Have you noticed people reacting to you differently as a director than as an actor?

It’s interesting in seeing when I’m talking to men in particular and telling them I’m an actress versus a director and the different turn the conversation will take when I say I’m a director. The level of respect is very interesting. It speaks to a lot of things. It’s been a great learning experience all around.

What do you feel you learned about acting from directing?
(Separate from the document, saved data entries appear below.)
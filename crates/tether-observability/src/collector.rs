use std::collections::VecDeque;

use anyhow::Result;
use async_trait::async_trait;
use tether_types::TelemetryEvent;
use tokio::sync::Mutex;

use crate::sink::TelemetrySink;

/// In-memory collector with a bounded buffer. The oldest event is dropped once full.
#[derive(Debug)]
pub struct BufferedCollector {
    capacity: usize,
    events: Mutex<VecDeque<TelemetryEvent>>,
}

impl BufferedCollector {
    pub const DEFAULT_CAPACITY: usize = 1024;

    pub fn new(capacity: usize) -> Self {
        let capacity = capacity.max(1);
        Self {
            capacity,
            events: Mutex::new(VecDeque::with_capacity(capacity)),
        }
    }

    /// Copy of the buffered events, oldest first
    pub async fn snapshot(&self) -> Vec<TelemetryEvent> {
        self.events.lock().await.iter().cloned().collect()
    }

    /// Take every buffered event, leaving the buffer empty
    pub async fn drain(&self) -> Vec<TelemetryEvent> {
        self.events.lock().await.drain(..).collect()
    }

    /// Buffered events with the given name
    pub async fn named(&self, name: &str) -> Vec<TelemetryEvent> {
        self.events
            .lock()
            .await
            .iter()
            .filter(|event| event.name == name)
            .cloned()
            .collect()
    }

    pub async fn len(&self) -> usize {
        self.events.lock().await.len()
    }

    pub fn capacity(&self) -> usize {
        self.capacity
    }
}

impl Default for BufferedCollector {
    fn default() -> Self {
        Self::new(Self::DEFAULT_CAPACITY)
    }
}

#[async_trait]
impl TelemetrySink for BufferedCollector {
    async fn emit(&self, event: TelemetryEvent) -> Result<()> {
        let mut events = self.events.lock().await;
        if events.len() == self.capacity {
            events.pop_front();
        }
        events.push_back(event);
        Ok(())
    }
}
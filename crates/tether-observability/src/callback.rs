use std::sync::Arc;

use anyhow::Result;
use async_trait::async_trait;
use tether_types::TelemetryEvent;

use crate::sink::TelemetrySink;

/// Sink backed by a plain callback
pub struct FnSink<F> {
    callback: F,
}

impl<F> FnSink<F>
where
    F: Fn(TelemetryEvent) + Send + Sync,
{
    pub fn new(callback: F) -> Self {
        Self { callback }
    }
}

#[async_trait]
impl<F> TelemetrySink for FnSink<F>
where
    F: Fn(TelemetryEvent) + Send + Sync,
{
    async fn emit(&self, event: TelemetryEvent) -> Result<()> {
        (self.callback)(event);
        Ok(())
    }
}

/// Forwards every event to each inner sink. A failing sink does not stop the others.
#[derive(Default, Clone)]
pub struct CompositeSink {
    sinks: Vec<Arc<dyn TelemetrySink>>,
}

impl CompositeSink {
    pub fn new() -> Self {
        Self::default()
    }

    pub fn with(mut self, sink: Arc<dyn TelemetrySink>) -> Self {
        self.sinks.push(sink);
        self
    }

    pub fn is_empty(&self) -> bool {
        self.sinks.is_empty()
    }
}

#[async_trait]
impl TelemetrySink for CompositeSink {
    async fn emit(&self, event: TelemetryEvent) -> Result<()> {
        let mut first_error = None;
        for sink in &self.sinks {
            if let Err(e) = sink.emit(event.clone()).await {
                tracing::warn!(event = %event.name, "Telemetry sink failed: {}", e);
                first_error.get_or_insert(e);
            }
        }
        match first_error {
            Some(e) => Err(e),
            None => Ok(()),
        }
    }
}
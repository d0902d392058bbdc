pub mod attachment;
pub mod message;
pub mod stream_state;
pub mod thread;

pub use attachment::MongoAttachmentRepository;
pub use message::MongoMessageRepository;
pub use stream_state::MongoStreamStateRepository;
pub use thread::MongoThreadRepository;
Everything feels so personal when you’re an actor because you’re so open and vulnerable and you have to trust your director to guide you to where the storytelling needs to go. And there’s times when the director’s asking you to go certain places and you’re taking it very personally and you’re just not seeing the bigger picture of the story that needs to be told. And now I have a greater understanding for the millions of moving parts that are trying to connect to get the story told in the best way possible. It’s nice to let go of your ego.
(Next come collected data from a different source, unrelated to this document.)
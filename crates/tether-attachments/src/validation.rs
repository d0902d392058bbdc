use crate::error::{AttachmentError, Result};

/// 10 MiB
pub const MAX_ATTACHMENT_BYTES: u64 = 10 * 1024 * 1024;

/// Non-image types accepted for upload
pub const ALLOWED_MIME_TYPES: &[&str] = &["application/pdf"];

pub fn is_allowed_mime_type(mime_type: &str) -> bool {
    mime_type.starts_with("image/") || ALLOWED_MIME_TYPES.contains(&mime_type)
}

/// Reject disallowed types and oversize payloads. Type is checked first.
pub fn validate_attachment(mime_type: &str, size_bytes: u64) -> Result<()> {
    if !is_allowed_mime_type(mime_type) {
        return Err(AttachmentError::UnsupportedMimeType(mime_type.to_string()));
    }

    if size_bytes > MAX_ATTACHMENT_BYTES {
        return Err(AttachmentError::TooLarge {
            size: size_bytes,
            max: MAX_ATTACHMENT_BYTES,
        });
    }

    Ok(())
}

#[cfg(test)]
mod tests {
    use super::*;

    #[test]
    fn test_allowed_types() {
        assert!(is_allowed_mime_type("image/png"));
        assert!(is_allowed_mime_type("image/svg+xml"));
        assert!(is_allowed_mime_type("application/pdf"));
        assert!(!is_allowed_mime_type("text/plain"));
        assert!(!is_allowed_mime_type("application/zip"));
    }

    #[test]
    fn test_size_limit_is_inclusive() {
        assert!(validate_attachment("image/png", 0).is_ok());
        assert!(validate_attachment("image/png", MAX_ATTACHMENT_BYTES).is_ok());

        match validate_attachment("application/pdf", MAX_ATTACHMENT_BYTES + 1) {
            Err(AttachmentError::TooLarge { size, max }) => {
                assert_eq!(size, MAX_ATTACHMENT_BYTES + 1);
                assert_eq!(max, MAX_ATTACHMENT_BYTES);
            }
            other => panic!("Expected TooLarge, got {:?}", other),
        }
    }

    #[test]
    fn test_error_messages() {
        let err = validate_attachment("text/plain", 1).unwrap_err();
        assert_eq!(err.to_string(), "Unsupported attachment mime type: text/plain");
        assert!(err.is_validation());

        let err = validate_attachment("image/png", MAX_ATTACHMENT_BYTES + 1).unwrap_err();
        assert_eq!(err.to_string(), "Attachment exceeds max size of 10485760 bytes");
    }
}
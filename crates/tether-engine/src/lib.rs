//! Stream orchestration for resumable chat generations.
//!
//! A [`ChatEngine`] runs one provider generation per thread, fans its output out to the
//! original caller and to any number of resume observers, and keeps a durable checkpoint
//! so a stream can be replayed after the live generation has ended.

pub mod builder;
pub mod clock;
pub mod config;
pub mod engine;
pub mod error;
pub mod frames;
pub mod hub;

pub use builder::ChatEngineBuilder;
pub use clock::{Clock, ManualClock, SystemClock};
pub use config::EngineConfig;
pub use engine::{ChatEngine, FrameStream, SendRequest};
pub use error::{EngineError, Result};
pub use frames::{encode_sse, StreamFrame};
pub use hub::{LiveBroadcast, StreamHub};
Were you concerned or excited by the the season tackling #MeToo?

I love how they dealt with the #MeToo moment — it’s a hard place to find humor and it’s particularly fraught — but they were able to look at it through the prism of each different character. [My character] Diana has a whole monologue where she’s like, “Look, you guys call it harassment, I called it going to work. This is what we did. This is what we survived and I can’t tell you the number of times a man tried to show me his penis. Oh wait, I can, it’s seven.” We all kind of have a different way with dealing with what we had to go through, and the s— she had to go through to get to the top is what informs her impatience with the next generation. Sometimes it feels the generation doesn’t understand the work you had to put in and the hardships you had to go through to get where you are. There is a wonderful — and I mean this — a wonderful sense of entitlement that millennials have, particularly millennial women, in that they feel they deserve to be listened to, they deserve to be heard, and they seem to be going about the world knowing that — which is a revelation to those of us who didn’t go through the world knowing that because we were told we can’t. So there can be a disconnect between the two generations that I think is really interesting to look at and is somewhat the basis of our show.
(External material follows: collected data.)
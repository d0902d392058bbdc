use chrono::{DateTime, Utc};
use serde::{Deserialize, Serialize};

use crate::Metadata;

/// Author of a message within a thread
#[derive(Debug, Clone, Copy, PartialEq, Eq, Hash, Serialize, Deserialize)]
#[serde(rename_all = "lowercase")]
pub enum Role {
    System,
    User,
    Assistant,
}

impl Role {
    pub fn as_str(&self) -> &'static str {
        match self {
            Self::System => "system",
            Self::User => "user",
            Self::Assistant => "assistant",
        }
    }
}

/// Lifecycle of a tool invocation recorded in a message
#[derive(Debug, Clone, Copy, PartialEq, Eq, Serialize, Deserialize)]
#[serde(rename_all = "kebab-case")]
pub enum ToolState {
    InputStreaming,
    InputAvailable,
    OutputAvailable,
    OutputError,
}

impl ToolState {
    pub fn as_str(&self) -> &'static str {
        match self {
            Self::InputStreaming => "input-streaming",
            Self::InputAvailable => "input-available",
            Self::OutputAvailable => "output-available",
            Self::OutputError => "output-error",
        }
    }
}

/// Typed content of a message
///
/// Designed to be extensible for multimodal content: only `Text` parts take part in
/// the assistant's streamed output, every other part is carried through untouched.
#[derive(Debug, Clone, PartialEq, Serialize, Deserialize)]
#[serde(tag = "type", rename_all = "kebab-case")]
pub enum MessagePart {
    Text {
        text: String,
    },

    Reasoning {
        text: String,
    },

    #[serde(rename_all = "camelCase")]
    Attachment {
        attachment_id: String,
        #[serde(skip_serializing_if = "Option::is_none")]
        url: Option<String>,
        #[serde(skip_serializing_if = "Option::is_none")]
        mime_type: Option<String>,
        #[serde(skip_serializing_if = "Option::is_none")]
        name: Option<String>,
        #[serde(skip_serializing_if = "Option::is_none")]
        size_bytes: Option<u64>,
    },

    #[serde(rename_all = "camelCase")]
    File {
        url: String,
        media_type: String,
        #[serde(skip_serializing_if = "Option::is_none")]
        name: Option<String>,
    },

    SourceUrl {
        url: String,
        #[serde(skip_serializing_if = "Option::is_none")]
        title: Option<String>,
    },

    #[serde(rename_all = "camelCase")]
    SourceDocument {
        title: String,
        #[serde(skip_serializing_if = "Option::is_none")]
        source_id: Option<String>,
    },

    #[serde(rename_all = "camelCase")]
    Tool {
        tool_name: String,
        tool_call_id: String,
        state: ToolState,
        #[serde(skip_serializing_if = "Option::is_none")]
        input: Option<serde_json::Value>,
        #[serde(skip_serializing_if = "Option::is_none")]
        output: Option<serde_json::Value>,
    },

    Data {
        name: String,
        data: serde_json::Value,
    },
}

impl MessagePart {
    /// Create a text part
    pub fn text(text: impl Into<String>) -> Self {
        Self::Text { text: text.into() }
    }

    /// Get the text of a `Text` part
    pub fn as_text(&self) -> Option<&str> {
        match self {
            Self::Text { text } => Some(text),
            _ => None,
        }
    }
}

/// A single message of a thread. Immutable once saved.
#[derive(Debug, Clone, PartialEq, Serialize, Deserialize)]
#[serde(rename_all = "camelCase")]
pub struct Message {
    pub id: String,
    pub thread_id: String,
    pub role: Role,
    pub parts: Vec<MessagePart>,
    pub created_at: DateTime<Utc>,
    #[serde(default, skip_serializing_if = "Option::is_none")]
    pub provider_id: Option<String>,
    #[serde(default, skip_serializing_if = "Option::is_none")]
    pub model: Option<String>,
    #[serde(default, skip_serializing_if = "Option::is_none")]
    pub metadata: Option<Metadata>,
}

impl Message {
    pub fn new(
        id: impl Into<String>,
        thread_id: impl Into<String>,
        role: Role,
        parts: Vec<MessagePart>,
        created_at: DateTime<Utc>,
    ) -> Self {
        Self {
            id: id.into(),
            thread_id: thread_id.into(),
            role,
            parts,
            created_at,
            provider_id: None,
            model: None,
            metadata: None,
        }
    }

    /// Create a user message holding a single text part
    pub fn user_text(
        id: impl Into<String>,
        thread_id: impl Into<String>,
        text: impl Into<String>,
        created_at: DateTime<Utc>,
    ) -> Self {
        Self::new(id, thread_id, Role::User, vec![MessagePart::text(text)], created_at)
    }

    pub fn with_metadata(mut self, metadata: Metadata) -> Self {
        self.metadata = Some(metadata);
        self
    }

    /// Concatenated text of all `Text` parts
    pub fn text(&self) -> String {
        self.parts.iter().filter_map(MessagePart::as_text).collect()
    }
}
What are Diana’s biggest challenges this season?

She always, always is being challenged — and this is true of many women in many industries — by her place being jeopardized because we have such a romance with youth culture. She feels, and rightly so, that her place might be in peril, and there’s some suggestion in this season that it’s true, and she has to fight. I can’t tell you how many women I’ve talked to in their 40s and 50s who are in various forms of media who are being pushed out or thought of as irrelevant simply because of their age and there’s sort of no weight being given to their experience. So we do touch on that [and] I know she learns about herself this season — certain ways she views the world and biases. She opens herself up via [a new] relationship. Maybe she had a skewed view of the world about class — she’s a bit of a snob and this relationship forces her to look at herself and not judge people. She holds herself to an incredibly high standard and so she holds everybody else to that high standard as well and everyone pretty much falls short, but she’s called out on that — on being judgmental.